L'inchiesta di Seregno racconta una storia di consenso, di politici che hanno accettato pacchetti di voti. Il politico come anche il funzionario di banca che si rivolge alla criminalità per il recupero crediti, sapendo che quelle persone sono mafiose (è successo a Mariano). Sono persone che poi diventano capitale sociale delle mafie, ovvero persone che pur non essendo affiliate, agevolano la loro attività.
Il problema – ha voluto precisare il procuratore – non è il consenso in sé, ma il non rispettare le leggi e i principi costituzionali.
Non basta dire ripartiamo dalle scuole:
la cultura della legalità, dell'etica, deve iniziare dalle famiglie.
Con le mafie sta succedendo che il
peggio del sud ha incontrato qui il peggio del nord, finché
continuerà questo non ci sarà futuro nel nostro paese.
Il processo sulla Perego strade, per il
filone ambientale, finirà probabilmente in prescrizione, perché
l'Italia è l'unico paese in cui la prescrizione non si ferma mai,
nemmeno quando inizia il processo.
Così molti di questi, per i tempi
lunghi della giustizia, finiscono in prescrizione e questo
costituisce un fallimento.
In Lombardia convivono più o meno
pacificamente tutte le mafie: Camorra, ndrangheta, la mafia siciliana
e la sacra corona unita. Il loro obiettivo sono i soldi che qui al
nord continuano a circolare.
Si sono divisi i reati in settori: la
prostituzione alla criminalità straniera, i cinesi, i nigeriani, gli
albanesi; l'infiltrazione nelle imprese alla ndrangheta; le rapine ai
portavalori sono principalmente della Camorra.

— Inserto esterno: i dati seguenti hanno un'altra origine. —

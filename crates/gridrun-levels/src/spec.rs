//! Authoring-time entity bundles.
//!
//! An [`EntitySpec`] describes one entity before IDs exist: which tags
//! it carries and which components it will receive once the level is
//! converted to a [`State`](gridrun_core::State). Factory constructors
//! cover the standard bestiary; combinators tweak the result.

use gridrun_core::{
    Appearance, Cost, Damage, Health, Key, Locked, MoveAxis, Moving, PathfindKind, Rewardable,
    Speed, TimeLimit, UsageLimit,
};

/// Declarative description of one entity to be placed in a level.
///
/// Fields map one-to-one onto the stores of the built state; `None` /
/// `false` means the entity does not get the component or tag. Portal
/// pairing and pathfinding targets are resolved during conversion,
/// since entity IDs do not exist yet at authoring time.
#[derive(Clone, Debug, Default)]
pub struct EntitySpec {
    /// Rendering classification.
    pub appearance: Option<Appearance>,

    /// Controllable agent tag.
    pub agent: bool,
    /// Blocks movement into its cell.
    pub blocking: bool,
    /// Can be picked up.
    pub collectible: bool,
    /// Participates in collision / trail tracking.
    pub collidable: bool,
    /// Exit tile tag.
    pub exit: bool,
    /// Kills on contact.
    pub lethal_damage: bool,
    /// Displaceable by pushes.
    pub pushable: bool,
    /// Must be collected for collection objectives.
    pub required: bool,

    /// Hit point pool.
    pub health: Option<Health>,
    /// Contact damage.
    pub damage: Option<Damage>,
    /// Per-action tile cost.
    pub cost: Option<Cost>,
    /// Score payout.
    pub rewardable: Option<Rewardable>,
    /// Key item descriptor.
    pub key: Option<Key>,
    /// Lock descriptor.
    pub locked: Option<Locked>,
    /// Autonomous motion.
    pub moving: Option<Moving>,
    /// Chase strategy; the target resolves to the level's agent.
    pub pathfind: Option<PathfindKind>,
    /// Portal pairing tag; the two specs sharing a tag become a pair.
    pub portal_tag: Option<u32>,

    /// Immunity effect entity.
    pub immunity: bool,
    /// Phasing effect entity.
    pub phasing: bool,
    /// Speed effect entity.
    pub speed: Option<Speed>,
    /// Step lifetime for effect entities.
    pub time_limit: Option<TimeLimit>,
    /// Use budget for effect entities.
    pub usage_limit: Option<UsageLimit>,
}

impl EntitySpec {
    /// The controllable agent with a full health pool.
    pub fn agent(max_hp: u32) -> Self {
        Self {
            appearance: Some(Appearance::Agent),
            agent: true,
            collidable: true,
            health: Some(Health::full(max_hp)),
            ..Self::default()
        }
    }

    /// An impassable wall.
    pub fn wall() -> Self {
        Self {
            appearance: Some(Appearance::Wall),
            blocking: true,
            ..Self::default()
        }
    }

    /// A walkable floor tile.
    pub fn floor() -> Self {
        Self {
            appearance: Some(Appearance::Floor),
            ..Self::default()
        }
    }

    /// A floor tile charging `amount` score per action spent on it.
    pub fn cost_floor(amount: i64) -> Self {
        Self {
            cost: Some(Cost { amount }),
            ..Self::floor()
        }
    }

    /// An exit tile.
    pub fn exit() -> Self {
        Self {
            appearance: Some(Appearance::Exit),
            exit: true,
            ..Self::default()
        }
    }

    /// A pushable crate.
    pub fn pushable_crate() -> Self {
        Self {
            appearance: Some(Appearance::Crate),
            pushable: true,
            collidable: true,
            ..Self::default()
        }
    }

    /// An optional collectible worth `reward` score.
    pub fn coin(reward: i64) -> Self {
        Self {
            appearance: Some(Appearance::Coin),
            collectible: true,
            rewardable: Some(Rewardable { amount: reward }),
            ..Self::default()
        }
    }

    /// A mandatory collectible worth `reward` score.
    pub fn core(reward: i64) -> Self {
        Self {
            appearance: Some(Appearance::Core),
            required: true,
            ..Self::coin(reward)
        }
    }

    /// A collectible key opening locks of class `key_id`.
    pub fn key(key_id: &str) -> Self {
        Self {
            appearance: Some(Appearance::Key),
            collectible: true,
            key: Some(Key { key_id: key_id.to_owned() }),
            ..Self::default()
        }
    }

    /// A locked, blocking door of class `key_id`.
    pub fn door(key_id: &str) -> Self {
        Self {
            appearance: Some(Appearance::Door),
            blocking: true,
            locked: Some(Locked { key_id: key_id.to_owned() }),
            ..Self::default()
        }
    }

    /// A teleport endpoint; exactly two specs must share `tag`.
    pub fn portal(tag: u32) -> Self {
        Self {
            appearance: Some(Appearance::Portal),
            portal_tag: Some(tag),
            ..Self::default()
        }
    }

    /// A static hazard dealing `amount` damage on contact.
    pub fn spike(amount: u32) -> Self {
        Self {
            appearance: Some(Appearance::Spike),
            collidable: true,
            damage: Some(Damage { amount }),
            ..Self::default()
        }
    }

    /// A lethal hazard tile.
    pub fn lava() -> Self {
        Self {
            appearance: Some(Appearance::Lava),
            collidable: true,
            lethal_damage: true,
            ..Self::default()
        }
    }

    /// A chasing monster dealing `amount` damage on contact.
    pub fn monster(amount: u32, kind: PathfindKind) -> Self {
        Self {
            appearance: Some(Appearance::Monster),
            collidable: true,
            damage: Some(Damage { amount }),
            pathfind: Some(kind),
            ..Self::default()
        }
    }

    /// A patrolling hazard sweeping along `axis`.
    pub fn patroller(amount: u32, axis: MoveAxis, speed: u32) -> Self {
        Self {
            appearance: Some(Appearance::Monster),
            collidable: true,
            damage: Some(Damage { amount }),
            moving: Some(Moving { axis, direction: 1, bounce: true, speed }),
            ..Self::default()
        }
    }

    /// An immunity pickup absorbing `uses` hits.
    pub fn shield(uses: i32) -> Self {
        Self {
            appearance: Some(Appearance::Coin),
            collectible: true,
            immunity: true,
            usage_limit: Some(UsageLimit { amount: uses }),
            ..Self::default()
        }
    }

    /// A phasing pickup lasting `steps` steps.
    pub fn ghost(steps: i32) -> Self {
        Self {
            appearance: Some(Appearance::Coin),
            collectible: true,
            phasing: true,
            time_limit: Some(TimeLimit { amount: steps }),
            ..Self::default()
        }
    }

    /// A speed pickup multiplying movement for `steps` steps.
    pub fn boots(multiplier: u32, steps: i32) -> Self {
        Self {
            appearance: Some(Appearance::Coin),
            collectible: true,
            speed: Some(Speed { multiplier }),
            time_limit: Some(TimeLimit { amount: steps }),
            ..Self::default()
        }
    }

    /// Attach a score payout.
    pub fn with_reward(mut self, amount: i64) -> Self {
        self.rewardable = Some(Rewardable { amount });
        self
    }

    /// Mark as mandatory for collection objectives.
    pub fn with_required(mut self) -> Self {
        self.required = true;
        self
    }
}

#[cfg(test)]
mod tests {
    use super::*;

    #[test]
    fn agent_bundle_is_collidable_with_health() {
        let spec = EntitySpec::agent(5);
        assert!(spec.agent);
        assert!(spec.collidable);
        assert_eq!(spec.health, Some(Health::full(5)));
    }

    #[test]
    fn core_extends_coin_with_required() {
        let spec = EntitySpec::core(10);
        assert!(spec.required);
        assert!(spec.collectible);
        assert_eq!(spec.rewardable, Some(Rewardable { amount: 10 }));
    }

    #[test]
    fn door_blocks_until_unlocked() {
        let spec = EntitySpec::door("red");
        assert!(spec.blocking);
        assert_eq!(spec.locked.as_ref().map(|l| l.key_id.as_str()), Some("red"));
    }
}
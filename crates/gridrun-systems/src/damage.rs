//! Contact damage and death.
//!
//! Damage is resolved after every sub-move. A damager and a target are
//! in contact when any of these hold for the sub-move just resolved:
//!
//! * **overlap** — they share a cell now;
//! * **swap** — they exchanged cells, passing through each other;
//! * **crossed trails** — their paths this step met at some cell;
//! * **endpoint cross** — the target ends on the damager's previous
//!   cell and one path runs through the other's endpoint.
//!
//! A cell the damager merely vacated does not count as contact: walking
//! into the spot a monster just left is safe unless the paths genuinely
//! met. Each `(target, damager)` pair is applied at most once per step
//! via the hit set.

use crate::effects::{use_effect_if_present, EffectKind};
use gridrun_core::{EntityId, Health, Pos, State};
use indexmap::IndexSet;

/// Cells `id` is recorded as having visited this step.
fn trail_cells(state: &State, id: EntityId) -> IndexSet<Pos> {
    state
        .trail
        .iter()
        .filter(|(_, ids)| ids.contains(&id))
        .map(|(pos, _)| pos)
        .collect()
}

/// Whether `target` and `damager` made contact this sub-move.
fn in_contact(state: &State, target: EntityId, damager: EntityId) -> bool {
    let (Some(&tp), Some(&dp)) = (state.position.get(target), state.position.get(damager)) else {
        return false;
    };
    if tp == dp {
        return true;
    }
    let tprev = state.prev_position.get(target).copied().unwrap_or(tp);
    let dprev = state.prev_position.get(damager).copied().unwrap_or(dp);
    let swap = tp == dprev && tprev == dp;
    let t_cells = trail_cells(state, target);
    let d_cells = trail_cells(state, damager);
    let trails_intersect = t_cells.intersection(&d_cells).next().is_some();

    // Pure vacated origin: the target steps onto the cell the damager
    // just left, with no other evidence the paths met. Takes
    // precedence over the endpoint-cross check below.
    if !trails_intersect
        && tp == dprev
        && !swap
        && !d_cells.contains(&tprev)
        && !t_cells.contains(&dp)
    {
        return false;
    }

    let endpoint_cross = tp == dprev && (d_cells.contains(&tprev) || t_cells.contains(&dprev));
    swap || trails_intersect || endpoint_cross
}

/// Subtract `amount` hit points, clamping at zero and marking death.
fn apply_damage(state: &mut State, target: EntityId, amount: u32, lethal: bool) {
    let Some(&Health { current, max }) = state.health.get(target) else {
        return;
    };
    let remaining = if lethal { 0 } else { current.saturating_sub(amount) };
    state.health.insert(target, Health { current: remaining, max });
    if remaining == 0 {
        state.dead.insert(target);
    }
}

/// Resolve all damage contacts for the sub-move just applied.
///
/// Targets are entities with a health pool; damagers carry a `Damage`
/// component or the lethal tag. An immunity or phasing effect on the
/// target negates one damage instance per contact (consuming a use);
/// the contact is still recorded in the hit set.
pub fn damage_system(state: &State) -> State {
    let mut next = state.clone();
    for target in state.health.ids() {
        if state.dead.contains(target) {
            continue;
        }
        for damager in state.position.ids() {
            if damager == target || state.dead.contains(damager) {
                continue;
            }
            let lethal = state.lethal_damage.contains(damager);
            let amount = state.damage.get(damager).map(|d| d.amount);
            if amount.is_none() && !lethal {
                continue;
            }
            if next.damage_hits.contains(target, damager) {
                continue;
            }
            if !in_contact(state, target, damager) {
                continue;
            }
            next.damage_hits.insert(target, damager);
            if use_effect_if_present(&mut next, target, &[EffectKind::Immunity, EffectKind::Phasing])
                .is_some()
            {
                continue;
            }
            apply_damage(&mut next, target, amount.unwrap_or(0), lethal);
        }
    }
    next
}
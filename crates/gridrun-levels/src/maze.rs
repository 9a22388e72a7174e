//! Seeded procedural maze levels.

use crate::level::Level;
use crate::spec::EntitySpec;
use gridrun_core::{LevelError, MoveRule, ObjectiveRule, Pos};
use indexmap::IndexSet;
use rand::seq::SliceRandom;
use rand::{Rng, SeedableRng};
use rand_chacha::ChaCha8Rng;

/// Carve a perfect maze over the odd-indexed room lattice.
///
/// Iterative backtracker: rooms sit at even coordinates, walls between
/// them are knocked out as the carver advances. Returns the set of
/// open (walkable) cells.
fn carve(width: u32, height: u32, rng: &mut ChaCha8Rng) -> IndexSet<Pos> {
    let rooms_w = (width as i32 + 1) / 2;
    let rooms_h = (height as i32 + 1) / 2;
    let room = |cx: i32, cy: i32| Pos::new(cx * 2, cy * 2);

    let mut open: IndexSet<Pos> = IndexSet::new();
    let mut visited: IndexSet<(i32, i32)> = IndexSet::new();
    let mut stack = vec![(0, 0)];
    visited.insert((0, 0));
    open.insert(room(0, 0));

    while let Some(&(cx, cy)) = stack.last() {
        let mut neighbors = [(cx + 1, cy), (cx - 1, cy), (cx, cy + 1), (cx, cy - 1)];
        neighbors.shuffle(rng);
        let next = neighbors.iter().copied().find(|&(nx, ny)| {
            nx >= 0 && ny >= 0 && nx < rooms_w && ny < rooms_h && !visited.contains(&(nx, ny))
        });
        match next {
            Some((nx, ny)) => {
                visited.insert((nx, ny));
                open.insert(room(nx, ny));
                // Knock out the wall between the two rooms.
                open.insert(Pos::new(cx * 2 + (nx - cx), cy * 2 + (ny - cy)));
                stack.push((nx, ny));
            }
            None => {
                stack.pop();
            }
        }
    }
    open
}

/// Generate a seeded maze level.
///
/// The agent starts in the top-left room, a single exit sits in the
/// bottom-right room, and a handful of coins are scattered over open
/// cells. The same `(width, height, seed)` triple always produces the
/// same level. Even dimensions work; the trailing row / column simply
/// stays walled.
pub fn generate_maze(width: u32, height: u32, seed: u64) -> Result<Level, LevelError> {
    if width == 0 || height == 0 {
        return Err(LevelError::EmptyGrid { width, height });
    }
    let mut rng = ChaCha8Rng::seed_from_u64(seed);
    let open = carve(width, height, &mut rng);

    let mut level = Level::new(width, height, MoveRule::Default, ObjectiveRule::Exit)
        .with_seed(seed);

    for y in 0..height as i32 {
        for x in 0..width as i32 {
            let pos = Pos::new(x, y);
            if !open.contains(&pos) {
                level.add(pos, EntitySpec::wall())?;
            }
        }
    }

    let start = Pos::new(0, 0);
    let goal = Pos::new((width as i32 - 1) / 2 * 2, (height as i32 - 1) / 2 * 2);
    level.add(start, EntitySpec::agent(5))?;
    level.add(goal, EntitySpec::exit())?;

    // Sprinkle coins on open cells away from start and goal.
    let mut candidates: Vec<Pos> = open
        .iter()
        .copied()
        .filter(|p| *p != start && *p != goal)
        .collect();
    candidates.sort_unstable();
    let coins = (candidates.len() / 8).min(5);
    for _ in 0..coins {
        if candidates.is_empty() {
            break;
        }
        let idx = rng.random_range(0..candidates.len());
        let pos = candidates.swap_remove(idx);
        level.add(pos, EntitySpec::coin(1))?;
    }
    Ok(level)
}

#[cfg(test)]
mod tests {
    use super::*;
    use gridrun_core::Direction;
    use indexmap::IndexSet;

    fn open_cells(level: &Level) -> IndexSet<Pos> {
        let mut open = IndexSet::new();
        for y in 0..level.height as i32 {
            for x in 0..level.width as i32 {
                let pos = Pos::new(x, y);
                if !level.specs_at(pos).iter().any(|s| s.blocking) {
                    open.insert(pos);
                }
            }
        }
        open
    }

    #[test]
    fn same_seed_same_maze() {
        let a = generate_maze(9, 9, 1234).unwrap();
        let b = generate_maze(9, 9, 1234).unwrap();
        assert_eq!(open_cells(&a), open_cells(&b));
    }

    #[test]
    fn different_seeds_usually_differ() {
        let a = generate_maze(9, 9, 1).unwrap();
        let b = generate_maze(9, 9, 2).unwrap();
        assert_ne!(open_cells(&a), open_cells(&b));
    }

    #[test]
    fn start_and_goal_are_connected() {
        let level = generate_maze(11, 9, 77).unwrap();
        let open = open_cells(&level);
        let start = Pos::new(0, 0);
        let goal = Pos::new(10, 8);
        assert!(open.contains(&start));
        assert!(open.contains(&goal));

        // Flood fill over open cells.
        let mut seen = IndexSet::new();
        let mut queue = vec![start];
        seen.insert(start);
        while let Some(pos) = queue.pop() {
            for dir in Direction::ALL {
                let next = pos.step(dir);
                if open.contains(&next) && seen.insert(next) {
                    queue.push(next);
                }
            }
        }
        assert!(seen.contains(&goal));
    }

    #[test]
    fn maze_converts_to_a_valid_state() {
        let level = generate_maze(9, 9, 5).unwrap();
        let state = level.to_state().unwrap();
        assert!(state.first_agent().is_some());
        assert!(!state.exit.is_empty());
        assert_eq!(state.seed, Some(5));
    }

    #[test]
    fn zero_dimension_is_rejected() {
        assert!(generate_maze(0, 9, 5).is_err());
    }
}
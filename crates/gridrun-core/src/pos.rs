//! Grid positions and cardinal directions.

use std::fmt;

/// A cell coordinate on the grid.
///
/// Valid positions lie in `[0, width) x [0, height)`. Systems that
/// compute candidate positions may temporarily produce out-of-range
/// values; bounds and wrapping are resolved by the active
/// [`MoveRule`](crate::rules::MoveRule) and the grid helpers.
#[derive(Clone, Copy, Debug, PartialEq, Eq, Hash, PartialOrd, Ord)]
pub struct Pos {
    /// Column, increasing rightward.
    pub x: i32,
    /// Row, increasing downward.
    pub y: i32,
}

impl Pos {
    /// Construct a position from coordinates.
    pub fn new(x: i32, y: i32) -> Self {
        Self { x, y }
    }

    /// The position offset by `(dx, dy)`.
    pub fn offset(self, dx: i32, dy: i32) -> Self {
        Self {
            x: self.x + dx,
            y: self.y + dy,
        }
    }

    /// The adjacent position one cell in `dir`.
    pub fn step(self, dir: Direction) -> Self {
        let (dx, dy) = dir.delta();
        self.offset(dx, dy)
    }
}

impl fmt::Display for Pos {
    fn fmt(&self, f: &mut fmt::Formatter<'_>) -> fmt::Result {
        write!(f, "({}, {})", self.x, self.y)
    }
}

impl From<(i32, i32)> for Pos {
    fn from((x, y): (i32, i32)) -> Self {
        Self { x, y }
    }
}

/// A cardinal movement direction.
#[derive(Clone, Copy, Debug, PartialEq, Eq, Hash)]
pub enum Direction {
    /// Negative y.
    Up,
    /// Positive y.
    Down,
    /// Negative x.
    Left,
    /// Positive x.
    Right,
}

impl Direction {
    /// All four directions in a fixed, deterministic order.
    pub const ALL: [Direction; 4] = [
        Direction::Up,
        Direction::Down,
        Direction::Left,
        Direction::Right,
    ];

    /// Unit offset `(dx, dy)` for this direction.
    pub fn delta(self) -> (i32, i32) {
        match self {
            Direction::Up => (0, -1),
            Direction::Down => (0, 1),
            Direction::Left => (-1, 0),
            Direction::Right => (1, 0),
        }
    }

    /// The horizontally mirrored direction (LEFT <-> RIGHT).
    pub fn mirrored(self) -> Self {
        match self {
            Direction::Left => Direction::Right,
            Direction::Right => Direction::Left,
            other => other,
        }
    }
}
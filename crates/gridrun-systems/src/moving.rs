//! Autonomous movers (patrolling hazards, sliding platforms).

use gridrun_core::grid::{in_bounds, is_blocked_at, BlockCheck};
use gridrun_core::{MoveAxis, Moving, Pos, State};

fn axis_delta(moving: &Moving) -> Option<(i32, i32)> {
    match moving.axis {
        MoveAxis::Horizontal => Some((moving.direction, 0)),
        MoveAxis::Vertical => Some((0, moving.direction)),
        MoveAxis::None => None,
    }
}

/// Advance every autonomous mover by up to `speed` tiles.
///
/// A mover travels cell by cell along its axis. On hitting the grid
/// edge or any occupant (collidable entities included, so movers
/// bounce off the agent rather than entering its cell), a bouncing
/// mover reverses and continues with its remaining budget (the flipped
/// direction persists into the next step); a non-bouncing mover stops
/// for the step. Each entered cell is recorded in the trail so damage
/// resolution sees the whole sweep.
pub fn moving_system(state: &State) -> State {
    let mut next = state.clone();
    for (id, moving) in state.moving.iter() {
        if state.dead.contains(id) {
            continue;
        }
        let Some(&start) = state.position.get(id) else {
            continue;
        };
        let mut m = *moving;
        let mut pos = start;
        let mut budget = m.speed;
        while budget > 0 {
            let Some((dx, dy)) = axis_delta(&m) else {
                break;
            };
            let mut target = pos.offset(dx, dy);
            let free = |p: Pos, s: &State| in_bounds(s, p) && !is_blocked_at(s, p, BlockCheck::SWEEP);
            if !free(target, &next) {
                if !m.bounce {
                    break;
                }
                m.direction = -m.direction;
                let (dx, dy) = match axis_delta(&m) {
                    Some(d) => d,
                    None => break,
                };
                target = pos.offset(dx, dy);
                if !free(target, &next) {
                    break; // boxed in on both sides
                }
            }
            pos = target;
            next.position.insert(id, pos);
            next.trail.record(pos, id);
            budget -= 1;
        }
        if m.direction != moving.direction {
            next.moving.insert(id, m);
        }
    }
    next
}
use std::path::PathBuf;

use thiserror::Error;

/// Invalid-parameter errors exposed by `gbce-core`.
///
/// Every variant describes why a caller-supplied parameter was rejected.
/// Market operations report failures exclusively through this type.
#[derive(Debug, Error, Clone, PartialEq)]
pub enum ValidationError {
    #[error("symbol cannot be empty")]
    EmptySymbol,
    #[error("symbol length {len} exceeds max {max}")]
    SymbolTooLong { len: usize, max: usize },
    #[error("symbol contains invalid character '{ch}' at index {index}")]
    SymbolInvalidChar { ch: char, index: usize },

    #[error("unknown stock '{symbol}'")]
    UnknownStock { symbol: String },
    #[error("duplicate stock '{symbol}' in catalog")]
    DuplicateStock { symbol: String },

    #[error("invalid price {value}, must be greater than zero")]
    InvalidPrice { value: f64 },
    #[error("invalid quantity {value}, must be greater than zero")]
    InvalidQuantity { value: i64 },
    #[error("invalid side '{value}', expected buy or sell")]
    InvalidSide { value: String },

    #[error("field '{field}' must be finite")]
    NonFiniteValue { field: &'static str },
    #[error("field '{field}' must be non-negative")]
    NegativeValue { field: &'static str },

    #[error("aggregation window must be at least one second")]
    InvalidWindow,
}

impl ValidationError {
    /// Human-readable reason the parameter was rejected.
    pub fn reason(&self) -> String {
        self.to_string()
    }
}

/// Top-level error type for configuration and other non-market operations.
#[derive(Debug, Error)]
pub enum CoreError {
    #[error(transparent)]
    Validation(#[from] ValidationError),

    #[error("serialization error: {0}")]
    Serialization(#[from] serde_json::Error),

    #[error("failed to read '{}': {source}", .path.display())]
    Io {
        path: PathBuf,
        #[source]
        source: std::io::Error,
    },
}

#[cfg(test)]
mod tests {
    use super::*;

    #[test]
    fn reason_matches_display() {
        let err = ValidationError::InvalidPrice { value: -1.0 };
        assert_eq!(err.reason(), "invalid price -1, must be greater than zero");
    }

    #[test]
    fn validation_converts_into_core_error() {
        let err: CoreError = ValidationError::InvalidWindow.into();
        assert!(matches!(err, CoreError::Validation(ValidationError::InvalidWindow)));
        assert_eq!(err.to_string(), "aggregation window must be at least one second");
    }
}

Tutto questo avviene sotto il tacito
consenso della società, che per prima cosa dovrebbe preoccuparsi di
come allontanare questi fenomeni criminali, come stimolare i propri
anticorpi.
Cominciando dalle elezioni, dai
candidati che non dovrebbero frequentare certi personaggi che a
livello locale sono già noti.
A Mariano, per esempio, era d'uso per
un consigliere comunale, portare il suo santino elettorale a
Muscatello, capo della locale.
Per battere la criminalità occorre
creare una sinergia tra cultura, legalità e valori civici. Occorre
il contributo di tutti.
E la grande quantità di persone che
hanno seguito questi incontri, organizzati dai comuni e dal circolo
Ilaria Alpi, sono solo di buon auspicio.